Some young researchers often claim that they feel pressured by the system to choose the so-called prestige journals. This pressure is coming from older researchers who are making a decision from their experience. They don't need to reward journal writers but they do. Indeed, the open access professors could announce that they will penalize the tenure reviews for those who publish in copyrighted journals. But they don't, and I think it's because they realize that, for all of the costs, the copyrighted journals do a good job curating the information.

3 comments

The copyrighted journals do a terrible job curating articles, something which has been demonstrated repeatedly by people who managed to get utter nonsense through the peer-review process. I have seen Springer editors introduce spelling, grammar, and factual errors into published papers. Never in my career have I seen an academic publisher add any positive value to any part of the research process or community -- at best all they do is put their own worthless name on a journal, and at worst they have negative value.

University administrators, grant-writing bodies, and others pressure professors and graduate students to publish with specific publishers. It is not because those publishers are more trustworthy; it is simply inertia, institutional tradition, and credentialism. It is the same attitude that leads some companies to turn away candidates who never completed a bachelor's degree. To give an example of just how bad this situation is, we sometimes hear complaints about people citing the IACR eprint version of a paper rather than the "officially published" version -- not because they are any different, nor because there is something better about the official version (in fact the eprint version typically includes details that are absent from the official copy), but simply because European universities use citation counts to judge professors and only consider citations of articles published by specific publishing companies.

Academic publishers have raised their fees even as their costs have greatly declined. The number of journals that are actually printed and distributed on paper has been shrinking, and the cost of distributing over the Internet is almost a rounding error. Yet in that same period of time the publishers have increased subscription fees to the point where some university systems could not justify paying for the subscription. These companies have outlived their usefulness and they know it -- now they are trying to extract as much money as they can before the business model completely fails.

I agree that it is unfair to call it extortion. I'll try to be more careful in the future.
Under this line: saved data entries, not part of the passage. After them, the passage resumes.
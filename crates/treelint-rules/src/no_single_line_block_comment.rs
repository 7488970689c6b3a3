//! Rule to replace single-line block comments by `//` comments.
//!
//! # Rationale
//!
//! A `/* ... */` comment that ends a line is an end-of-line comment in
//! disguise.
//!
//! # Detected Patterns
//!
//! - `/* text */` followed only by spaces up to the line break or end of file
//!
//! # Allowed Patterns
//!
//! - Block comments spanning several lines
//! - Block comments followed by code on the same line
//! - Doc comments (`/** ... */`)
//!
//! # Suppression
//!
//! - `// treelint: allow(no-single-line-block-comment)` comment
//!
//! The rule is experimental and runs after `comment-spacing`, so comments it
//! creates are already well formed.

use treelint_core::{
    ElementKind, NodeId, Rule, RuleDescriptor, RuleError, RunAfterMode, Tree, VisitContext,
};

use crate::comment_spacing;

/// Rule name for no-single-line-block-comment.
pub const NAME: &str = "no-single-line-block-comment";

/// Rewrites `/* text */` at the end of a line as `// text`.
#[derive(Debug, Clone, Default)]
pub struct NoSingleLineBlockComment;

impl NoSingleLineBlockComment {
    /// Creates a new rule instance.
    #[must_use]
    pub fn new() -> Self {
        Self
    }
}

fn ends_line(tree: &Tree, node: NodeId) -> bool {
    let mut next = tree.next_leaf(node);
    while let Some(leaf) = next {
        if tree.kind(leaf) != ElementKind::Whitespace {
            return false;
        }
        if tree.leaf_text(leaf).is_some_and(|t| t.contains('\n')) {
            return true;
        }
        next = tree.next_leaf(leaf);
    }
    true
}

impl Rule for NoSingleLineBlockComment {
    fn descriptor(&self) -> RuleDescriptor {
        RuleDescriptor::new(NAME)
            .experimental()
            .description("Replaces a block comment ending a line by an EOL comment")
            .run_after(
                comment_spacing::NAME,
                RunAfterMode::RegardlessOfLoadedOrEnabled,
            )
    }

    fn before_visit_children(
        &mut self,
        node: NodeId,
        ctx: &mut VisitContext<'_>,
    ) -> Result<(), RuleError> {
        let tree = ctx.tree();
        if tree.kind(node) != ElementKind::BlockComment {
            return Ok(());
        }
        let text = tree.leaf_text(node).unwrap_or_default();
        let is_doc = text.starts_with("/**") && text.len() > 4;
        if text.contains('\n') || is_doc || !ends_line(tree, node) {
            return Ok(());
        }
        let content = text
            .strip_prefix("/*")
            .and_then(|t| t.strip_suffix("*/"))
            .ok_or_else(|| RuleError::UnexpectedNode {
                offset: tree.start_offset(node),
                message: format!("malformed block comment {text:?}"),
            })?
            .trim();
        let replacement = if content.is_empty() {
            "//".to_string()
        } else {
            format!("// {content}")
        };
        let needs_space = tree
            .prev_leaf(node)
            .is_some_and(|prev| !tree.kind(prev).is_whitespace());

        let offset = tree.start_offset(node);
        if ctx
            .emit(offset, "Replace the block comment with an EOL comment", true)
            .is_allowed()
        {
            let tree = ctx.tree_mut();
            if needs_space {
                let space = tree.new_leaf(ElementKind::Whitespace, " ");
                tree.insert_before(node, space)?;
            }
            tree.replace_text(node, replacement)?;
        }
        Ok(())
    }
}

#[cfg(test)]
mod tests {
    use super::*;
    use crate::test_support::{format, lint, positions};
    use treelint_core::RuleProvider;

    #[test]
    fn test_detects_comment_ending_line() {
        let violations = lint(
            RuleProvider::of::<NoSingleLineBlockComment>(),
            "val a = 1 /* one */\n/* two */",
        );
        assert_eq!(positions(&violations), vec![(1, 11), (2, 1)]);
        assert_eq!(
            violations[0].message,
            "Replace the block comment with an EOL comment"
        );
    }

    #[test]
    fn test_allows_code_after_comment() {
        let text = "val a = /* one */ 1\n";
        assert!(lint(RuleProvider::of::<NoSingleLineBlockComment>(), text).is_empty());
    }

    #[test]
    fn test_allows_multiline_and_doc_comments() {
        let text = "/*\n * many\n */\n/** doc */\nval a = 1\n";
        assert!(lint(RuleProvider::of::<NoSingleLineBlockComment>(), text).is_empty());
    }

    #[test]
    fn test_is_experimental() {
        let descriptor = NoSingleLineBlockComment::new().descriptor();
        assert_eq!(descriptor.status, treelint_core::RuleStatus::Experimental);
        assert_eq!(descriptor.run_after[0].rule_id.to_string(), "standard:comment-spacing");
    }

    #[test]
    fn test_format_rewrites_comment() {
        let formatted = format(
            RuleProvider::of::<NoSingleLineBlockComment>(),
            "val a = 1/* one */  \n/**/\n",
        );
        assert_eq!(formatted, "val a = 1 // one  \n//\n");
    }
}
>But they don't, and I think it's because they realize that . . .

They don't realize any such thing: they're just doing what benefits them personally (e.g., surviving as a professor or apprentice professor) at the expense of the broader ecosystem.

It is a problem of coordination: if the professors, students and the governments and foundations that fund research acted in unison (and were sufficiently informed and clear-thinking), then the entire academic literature would probably be available without restriction (like, e.g., Wikipedia is) on the internet by now.

Such an arrangement would satisfy the values of the professor, students, etc, better than the current system does. But it is hard to get there because it is hard for 10s of 1000s to act in unison.

If I give you the choice between a bullet through the head or a slap in the face, it'd be ridiculous for me to claim that you were free not to choose the slap in the face.

Sure, it's not the publishers themselves that are de facto forcing researchers to publish with them, but they do make use of the fact that they're being put in a position of being a rent-seeker, and they lobby a lot to keep it that way.

Of course, the question is not "who's to blame?", but "how to change this"? And indeed, the publishers aren't too relevant to that question - it's the incentive structures that should change.